Wyszłam za mąż za mężczyznę, o którym wszyscy marzyli. A teraz żałuję i marzę o rozwodzie

Mateusz byłby fajnym gościem i od razu zrobił na mnie wrażenie, bo wyróżniał się na tle reszty naszego towarzystwa. Wyczułam w nim pewną rasę, czy coś takiego.

Dziewczyny westchnęły, mówiąc, że patrzą na prawdziwy okaz. Wyobrażały sobie, jak piękne będą jego dzieci.

W tym czasie opiekował się mną Grzegorz, szczupły, cichy chłopak, jeden z tych, których wszyscy nazywają kujonami. Przyzwyczaiłam się do jego uwielbienia i z uczuciem przyjmowałam jego zaloty, ale tylko do czasu, gdy pewien incydent zaprowadził mnie do Mateusza.

Tak się złożyło, że na urodziny koleżanki przyszłam bez Grzegorza. Był chory, ale nie chciał, żebym odmawiała sobie zabawy, tym bardziej że z Olą przyjaźnię się od dawna.
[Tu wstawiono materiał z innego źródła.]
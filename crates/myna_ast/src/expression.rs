// myna_ast/expression - resolved expression tree consumed by code generation
use crate::resolution::{DeclId, ResolvedRef};
use crate::statement::Block;
use crate::types::{BinaryOp, Literal, PrimitiveKind, SemanticType, Span, UnaryOp};
use serde::{Deserialize, Serialize};

/// Fully resolved expression node. Every value-producing variant carries the
/// semantic type the resolver computed for it; the generator never infers
/// types from this tree, it only consumes them.
#[derive(Debug, Clone, PartialEq, Serialize, Deserialize)]
pub enum Expression {
    Literal {
        value: Literal,
        semantic_type: SemanticType,
        span: Span,
    },

    StringTemplate {
        parts: Vec<TemplatePart>,
        span: Span,
    },

    /// Identifier or dotted reference, resolved to its read-side target.
    Reference {
        qualifier: Option<Box<Expression>>,
        name: String,
        resolved: ResolvedRef,
        null_safe: bool,
        semantic_type: SemanticType,
        span: Span,
    },

    Binary {
        left: Box<Expression>,
        op: BinaryOp,
        right: Box<Expression>,
        /// `Some` when the operator resolved to a user/library method.
        op_method: Option<ResolvedRef>,
        semantic_type: SemanticType,
        span: Span,
    },

    Unary {
        op: UnaryOp,
        operand: Box<Expression>,
        op_method: Option<ResolvedRef>,
        /// Setter for increment/decrement over a property-style operand.
        write_ref: Option<ResolvedRef>,
        prefix: bool,
        semantic_type: SemanticType,
        span: Span,
    },

    /// Plain (`op` is `None`) or compound assignment. `target` carries the
    /// read-side resolution; `write_ref` carries the setter/put-style method
    /// when the target is a property or index access.
    Assignment {
        target: Box<Expression>,
        op: Option<BinaryOp>,
        op_method: Option<ResolvedRef>,
        write_ref: Option<ResolvedRef>,
        value: Box<Expression>,
        semantic_type: SemanticType,
        span: Span,
    },

    Call {
        receiver: Option<Box<Expression>>,
        name: String,
        resolved: ResolvedRef,
        args: Vec<Expression>,
        null_safe: bool,
        semantic_type: SemanticType,
        span: Span,
    },

    /// `a[i]` read form. `resolved` is the `getAt`/`get` candidate, `None`
    /// when static types guarantee a native array index.
    Index {
        collection: Box<Expression>,
        index: Box<Expression>,
        resolved: Option<ResolvedRef>,
        semantic_type: SemanticType,
        span: Span,
    },

    /// Conditional. `then_expr == None` is the elvis form `cond ?: else`.
    Ternary {
        condition: Box<Expression>,
        then_expr: Option<Box<Expression>>,
        else_expr: Box<Expression>,
        semantic_type: SemanticType,
        span: Span,
    },

    TypeCheck {
        operand: Box<Expression>,
        target: SemanticType,
        negated: bool,
        span: Span,
    },

    Cast {
        operand: Box<Expression>,
        target: SemanticType,
        /// Declaration of the target type when the resolver knows it, used
        /// for map-literal-to-anonymous-class instantiation.
        target_class: Option<DeclId>,
        safe: bool,
        /// User conversion method a safe cast resolved to, if any.
        conversion: Option<ResolvedRef>,
        span: Span,
    },

    ListLiteral {
        elements: Vec<Expression>,
        semantic_type: SemanticType,
        span: Span,
    },

    MapLiteral {
        entries: Vec<MapEntry>,
        semantic_type: SemanticType,
        span: Span,
    },

    Range {
        from: Box<Expression>,
        to: Box<Expression>,
        inclusive: bool,
        semantic_type: SemanticType,
        span: Span,
    },

    Closure(ClosureExpression),

    /// `new Type(args)` plus named-argument field initializers.
    New {
        class_type: SemanticType,
        constructor: Option<ResolvedRef>,
        args: Vec<Expression>,
        initializers: Vec<FieldInitializer>,
        span: Span,
    },

    Parenthesized {
        inner: Box<Expression>,
        span: Span,
    },

    SelfRef {
        kind: SelfKind,
        qualifier: Option<String>,
        semantic_type: SemanticType,
        span: Span,
    },
}

#[derive(Debug, Clone, PartialEq, Serialize, Deserialize)]
pub enum TemplatePart {
    Text(String),
    Interpolation(Expression),
}

#[derive(Debug, Clone, PartialEq, Serialize, Deserialize)]
pub struct MapEntry {
    pub key: Expression,
    pub value: Expression,
}

#[derive(Debug, Clone, PartialEq, Serialize, Deserialize)]
pub struct FieldInitializer {
    pub name: String,
    /// Setter method or field the named argument resolved to; `None` routes
    /// through the dynamic property protocol.
    pub write_ref: Option<ResolvedRef>,
    pub value: Expression,
}

#[derive(Debug, Clone, PartialEq, Serialize, Deserialize)]
pub struct ClosureParameter {
    pub decl: DeclId,
    pub default_value: Option<Expression>,
}

#[derive(Debug, Clone, PartialEq, Serialize, Deserialize)]
pub struct ClosureExpression {
    pub parameters: Vec<ClosureParameter>,
    pub body: Block,
    pub return_type: SemanticType,
    pub span: Span,
}

#[derive(Debug, Clone, Copy, PartialEq, Eq, Serialize, Deserialize)]
pub enum SelfKind {
    This,
    Super,
}

impl Expression {
    pub fn span(&self) -> &Span {
        match self {
            Expression::Literal { span, .. }
            | Expression::StringTemplate { span, .. }
            | Expression::Reference { span, .. }
            | Expression::Binary { span, .. }
            | Expression::Unary { span, .. }
            | Expression::Assignment { span, .. }
            | Expression::Call { span, .. }
            | Expression::Index { span, .. }
            | Expression::Ternary { span, .. }
            | Expression::TypeCheck { span, .. }
            | Expression::Cast { span, .. }
            | Expression::ListLiteral { span, .. }
            | Expression::MapLiteral { span, .. }
            | Expression::Range { span, .. }
            | Expression::New { span, .. }
            | Expression::Parenthesized { span, .. }
            | Expression::SelfRef { span, .. } => span,
            Expression::Closure(closure) => &closure.span,
        }
    }

    /// Semantic type of the value this expression produces.
    pub fn semantic_type(&self) -> SemanticType {
        match self {
            Expression::Literal { semantic_type, .. }
            | Expression::Reference { semantic_type, .. }
            | Expression::Binary { semantic_type, .. }
            | Expression::Unary { semantic_type, .. }
            | Expression::Assignment { semantic_type, .. }
            | Expression::Call { semantic_type, .. }
            | Expression::Index { semantic_type, .. }
            | Expression::Ternary { semantic_type, .. }
            | Expression::ListLiteral { semantic_type, .. }
            | Expression::MapLiteral { semantic_type, .. }
            | Expression::Range { semantic_type, .. }
            | Expression::SelfRef { semantic_type, .. } => semantic_type.clone(),
            Expression::StringTemplate { .. } => SemanticType::string(),
            Expression::TypeCheck { .. } => SemanticType::Primitive(PrimitiveKind::Boolean),
            Expression::Cast { target, .. } => target.clone(),
            Expression::Closure(closure) => SemanticType::Function {
                params: vec![],
                return_type: Box::new(closure.return_type.clone()),
            },
            Expression::New { class_type, .. } => class_type.clone(),
            Expression::Parenthesized { inner, .. } => inner.semantic_type(),
        }
    }

    /// Depth-first visit of this expression and every child expression,
    /// including expressions nested inside closure bodies.
    pub fn walk<'a>(&'a self, visit: &mut dyn FnMut(&'a Expression)) {
        visit(self);
        match self {
            Expression::Literal { .. } | Expression::SelfRef { .. } => {}
            Expression::StringTemplate { parts, .. } => {
                for part in parts {
                    if let TemplatePart::Interpolation(expr) = part {
                        expr.walk(visit);
                    }
                }
            }
            Expression::Reference { qualifier, .. } => {
                if let Some(expr) = qualifier {
                    expr.walk(visit);
                }
            }
            Expression::Binary { left, right, .. } => {
                left.walk(visit);
                right.walk(visit);
            }
            Expression::Unary { operand, .. } => operand.walk(visit),
            Expression::Assignment { target, value, .. } => {
                target.walk(visit);
                value.walk(visit);
            }
            Expression::Call { receiver, args, .. } => {
                if let Some(expr) = receiver {
                    expr.walk(visit);
                }
                for arg in args {
                    arg.walk(visit);
                }
            }
            Expression::Index {
                collection, index, ..
            } => {
                collection.walk(visit);
                index.walk(visit);
            }
            Expression::Ternary {
                condition,
                then_expr,
                else_expr,
                ..
            } => {
                condition.walk(visit);
                if let Some(expr) = then_expr {
                    expr.walk(visit);
                }
                else_expr.walk(visit);
            }
            Expression::TypeCheck { operand, .. } => operand.walk(visit),
            Expression::Cast { operand, .. } => operand.walk(visit),
            Expression::ListLiteral { elements, .. } => {
                for element in elements {
                    element.walk(visit);
                }
            }
            Expression::MapLiteral { entries, .. } => {
                for entry in entries {
                    entry.key.walk(visit);
                    entry.value.walk(visit);
                }
            }
            Expression::Range { from, to, .. } => {
                from.walk(visit);
                to.walk(visit);
            }
            Expression::Closure(closure) => {
                for parameter in &closure.parameters {
                    if let Some(default) = &parameter.default_value {
                        default.walk(visit);
                    }
                }
                closure.body.walk_expressions(visit);
            }
            Expression::New {
                args, initializers, ..
            } => {
                for arg in args {
                    arg.walk(visit);
                }
                for initializer in initializers {
                    initializer.value.walk(visit);
                }
            }
            Expression::Parenthesized { inner, .. } => inner.walk(visit),
        }
    }
}
use super::*;
use myna_ast::{Block, ClosureExpression, ClosureParameter, MapEntry, Statement};
use std::collections::BTreeMap;

impl JavaCodeGenerator {
    /// Render a closure literal as an anonymous subclass of the runtime
    /// closure type. The constructor receives the enclosing owner reference
    /// twice (owner and delegate views onto the same instance); parameters
    /// with default values produce one `call` overload per truncated arity.
    pub(crate) fn generate_closure(
        &mut self,
        closure: &ClosureExpression,
        ctx: &mut ExpressionContext,
    ) -> Result<String, CodeGenError> {
        let closure_class = self.runtime_class("Closure");
        let is_void = matches!(closure.return_type, SemanticType::Void);
        let return_text = if is_void {
            "void".to_string()
        } else {
            self.write_boxed_type(&closure.return_type)?
        };
        let generic_arg = if is_void {
            "Void".to_string()
        } else {
            return_text.clone()
        };
        let owner = if ctx.is_static() {
            "null, null"
        } else {
            "this, this"
        };

        let parameters = self.closure_parameter_list(&closure.parameters)?;

        let mut builder = self.builder();
        builder.push_line(&format!(
            "new {}<{}>({}) {{",
            closure_class, generic_arg, owner
        ));
        builder.indent();

        let max_arity = parameters.len();
        let min_arity = Self::minimum_arity(&closure.parameters);

        let mut inner = ctx.extend_synthetic();
        for (name, _, _) in &parameters {
            inner.reserve(name);
        }
        self.reserve_block_names(&closure.body, &mut inner);

        self.emit_call_method(
            &mut builder,
            "public",
            &return_text,
            is_void,
            "call",
            &parameters,
            max_arity,
            &closure.body,
            &mut inner,
        )?;

        for arity in (min_arity..max_arity).rev() {
            builder.push_line("");
            self.emit_forwarding_method(
                &mut builder,
                "public",
                &return_text,
                is_void,
                "call",
                "call",
                &parameters,
                &closure.parameters,
                arity,
                ctx,
            )?;
        }

        builder.dedent();
        builder.push_line("}");
        Ok(builder.build().trim_end().to_string())
    }

    /// Render a map literal cast onto an interface or abstract class as an
    /// anonymous subclass whose methods come from the map's named closure
    /// entries.
    pub(crate) fn generate_anonymous_from_map(
        &mut self,
        class_id: DeclId,
        target: &SemanticType,
        entries: &[MapEntry],
        span: &Span,
        ctx: &mut ExpressionContext,
    ) -> Result<String, CodeGenError> {
        let class_decl = self.decls.class(class_id).cloned().ok_or_else(|| {
            CodeGenError::InternalInconsistency {
                message: format!("cast target {:?} is not a class declaration", class_id),
                span: Some(span.clone()),
            }
        })?;
        let type_text = self.write_type(target)?;

        // Substitution of the target's type parameters by the cast's type
        // arguments, applied to reused method signatures.
        let mut substitution = BTreeMap::new();
        if let SemanticType::Class { type_args, .. } = target {
            for (parameter, argument) in class_decl.type_parameters.iter().zip(type_args) {
                substitution.insert(parameter.clone(), argument.clone());
            }
        }

        let mut builder = self.builder();
        builder.push_line(&format!("new {}() {{", type_text));
        builder.indent();

        let mut first = true;
        for entry in entries {
            let name = match &entry.key {
                Expression::Literal {
                    value: Literal::String { value, .. },
                    ..
                } => value.clone(),
                _ => {
                    return Err(CodeGenError::UnsupportedConstruct {
                        construct: "anonymous-class map entry with a non-literal key".to_string(),
                        span: Some(span.clone()),
                    })
                }
            };
            let Expression::Closure(closure) = &entry.value else {
                return Err(CodeGenError::UnsupportedConstruct {
                    construct: format!(
                        "anonymous-class map entry '{}' whose value is not a closure",
                        name
                    ),
                    span: Some(span.clone()),
                });
            };

            let parameters = self.closure_parameter_list(&closure.parameters)?;
            let max_arity = parameters.len();
            let min_arity = Self::minimum_arity(&closure.parameters);

            for arity in (min_arity..=max_arity).rev() {
                if !first {
                    builder.push_line("");
                }
                first = false;

                // Reuse the target type's signature at this arity when one
                // exists; otherwise fall back to public plus the closure's
                // own inferred return type.
                let (modifiers_text, return_type) =
                    match self.find_method_by_arity(&class_decl, &name, arity) {
                        Some(method_id) => {
                            let declared = self
                                .provider()
                                .return_type(method_id)
                                .substitute(&substitution);
                            let modifiers = self
                                .decls
                                .method(method_id)
                                .map(|m| {
                                    let mut reused = m.modifiers.clone();
                                    reused.is_abstract = false;
                                    Self::modifiers_text(&reused)
                                })
                                .filter(|text| !text.is_empty())
                                .unwrap_or_else(|| "public".to_string());
                            (modifiers, declared)
                        }
                        None => ("public".to_string(), closure.return_type.clone()),
                    };
                let is_void = matches!(return_type, SemanticType::Void);
                let return_text = if is_void {
                    "void".to_string()
                } else {
                    self.write_boxed_type(&return_type)?
                };

                if arity == max_arity {
                    let mut inner = ctx.extend_synthetic();
                    for (param_name, _, _) in &parameters {
                        inner.reserve(param_name);
                    }
                    self.reserve_block_names(&closure.body, &mut inner);
                    self.emit_call_method(
                        &mut builder,
                        &modifiers_text,
                        &return_text,
                        is_void,
                        &name,
                        &parameters,
                        max_arity,
                        &closure.body,
                        &mut inner,
                    )?;
                } else {
                    self.emit_forwarding_method(
                        &mut builder,
                        &modifiers_text,
                        &return_text,
                        is_void,
                        &name,
                        &format!("this.{}", name),
                        &parameters,
                        &closure.parameters,
                        arity,
                        ctx,
                    )?;
                }
            }
        }

        builder.dedent();
        builder.push_line("}");
        Ok(builder.build().trim_end().to_string())
    }

    fn closure_parameter_list(
        &mut self,
        parameters: &[ClosureParameter],
    ) -> Result<Vec<(String, String, SemanticType)>, CodeGenError> {
        let mut rendered = Vec::new();
        for parameter in parameters {
            let name = self
                .decls
                .name_of(parameter.decl)
                .unwrap_or("it")
                .to_string();
            let semantic_type = self.provider().closure_parameter_type(parameter.decl);
            let type_text = self.write_type(&semantic_type)?;
            rendered.push((Self::safe_identifier(&name), type_text, semantic_type));
        }
        Ok(rendered)
    }

    fn minimum_arity(parameters: &[ClosureParameter]) -> usize {
        parameters
            .iter()
            .take_while(|parameter| parameter.default_value.is_none())
            .count()
    }

    #[allow(clippy::too_many_arguments)]
    fn emit_call_method(
        &mut self,
        builder: &mut crate::builder::JavaSourceBuilder,
        modifiers_text: &str,
        return_text: &str,
        is_void: bool,
        name: &str,
        parameters: &[(String, String, SemanticType)],
        arity: usize,
        body: &Block,
        ctx: &mut ExpressionContext,
    ) -> Result<(), CodeGenError> {
        let signature = parameters[..arity]
            .iter()
            .map(|(param_name, type_text, _)| format!("{} {}", type_text, param_name))
            .collect::<Vec<_>>()
            .join(", ");
        builder.push_line(&format!(
            "{} {} {}({}) {{",
            modifiers_text, return_text, name, signature
        ));
        builder.indent();
        self.write_closure_body(builder, body, is_void, ctx)?;
        builder.dedent();
        builder.push_line("}");
        Ok(())
    }

    #[allow(clippy::too_many_arguments)]
    fn emit_forwarding_method(
        &mut self,
        builder: &mut crate::builder::JavaSourceBuilder,
        modifiers_text: &str,
        return_text: &str,
        is_void: bool,
        name: &str,
        delegate: &str,
        parameters: &[(String, String, SemanticType)],
        declared: &[ClosureParameter],
        arity: usize,
        ctx: &mut ExpressionContext,
    ) -> Result<(), CodeGenError> {
        let signature = parameters[..arity]
            .iter()
            .map(|(param_name, type_text, _)| format!("{} {}", type_text, param_name))
            .collect::<Vec<_>>()
            .join(", ");

        let mut arguments: Vec<String> = parameters[..arity]
            .iter()
            .map(|(param_name, _, _)| param_name.clone())
            .collect();
        let mut default_ctx = ctx.copy();
        for parameter in &declared[arity..] {
            let Some(default) = &parameter.default_value else {
                return Err(CodeGenError::InternalInconsistency {
                    message: format!(
                        "parameter beyond arity {} has no default value",
                        arity
                    ),
                    span: None,
                });
            };
            arguments.push(self.generate_expression(default, &mut default_ctx)?);
        }

        builder.push_line(&format!(
            "{} {} {}({}) {{",
            modifiers_text, return_text, name, signature
        ));
        builder.indent();
        let invocation = format!("{}({})", delegate, arguments.join(", "));
        if is_void {
            builder.push_line(&format!("{};", invocation));
        } else {
            builder.push_line(&format!("return {};", invocation));
        }
        builder.dedent();
        builder.push_line("}");
        Ok(())
    }

    /// Closure/method body with the dynamic language's implicit return of
    /// the trailing expression made explicit. A void-typed trailing call
    /// stays a statement and the body falls back to `return null;`.
    pub(crate) fn write_closure_body(
        &mut self,
        builder: &mut crate::builder::JavaSourceBuilder,
        body: &Block,
        is_void: bool,
        ctx: &mut ExpressionContext,
    ) -> Result<(), CodeGenError> {
        let count = body.statements.len();
        let mut needs_trailing_null = !is_void && count == 0;
        for (index, statement) in body.statements.iter().enumerate() {
            let is_last = index + 1 == count;
            if is_last && !is_void {
                match statement {
                    Statement::Expression { expr, .. }
                        if !matches!(expr.semantic_type(), SemanticType::Void) =>
                    {
                        let text = self.generate_expression(expr, ctx)?;
                        for helper in ctx.take_helpers() {
                            builder.push_line(&helper);
                        }
                        builder.push_line(&format!("return {};", text));
                        continue;
                    }
                    Statement::Expression { .. }
                    | Statement::VariableDeclaration { .. }
                    | Statement::ForEach { .. }
                    | Statement::Break { .. }
                    | Statement::Continue { .. } => {
                        needs_trailing_null = true;
                    }
                    _ => {}
                }
            }
            let code = self.generate_statement(statement, ctx)?;
            Self::push_lines(builder, &code);
        }
        if needs_trailing_null {
            builder.push_line("return null;");
        }
        Ok(())
    }

    fn find_method_by_arity(
        &self,
        class_decl: &myna_ast::ClassDecl,
        name: &str,
        arity: usize,
    ) -> Option<DeclId> {
        class_decl.methods.iter().copied().find(|id| {
            self.decls
                .method(*id)
                .map(|method| method.name == name && method.parameters.len() == arity)
                .unwrap_or(false)
        })
    }
}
Na imprezie byłam więc bez randki, podobnie jak Mateusz. Nie miałyśmy wyjścia, musiałyśmy spędzić ze sobą czas. Przystojny Mateusz doprowadzał mnie do szału. Śmiałam się z jego żartów i pokazywałam swoją wolność i emancypację podczas tańca.

screen Youtube

Ale kiedy próbował mnie pocałować, nie pozwoliłam mu na to, mówiąc, że nie jestem taka i nie całuję pierwszej napotkanej osoby. Mateusz roześmiał się i zaproponował kontynuowanie znajomości.

Przez chwilę umawiałam się z dwoma chłopakami naraz, ale nie trwało to długo, a Grzegorz był tak daleko za Mateuszem w porównaniu, że szybko dokonałam wyboru.

Lubiłam myśleć o sobie jako o narzeczonej Mateusza, w końcu byliśmy bardzo zgraną parą i dla wszystkich było to oczywiste.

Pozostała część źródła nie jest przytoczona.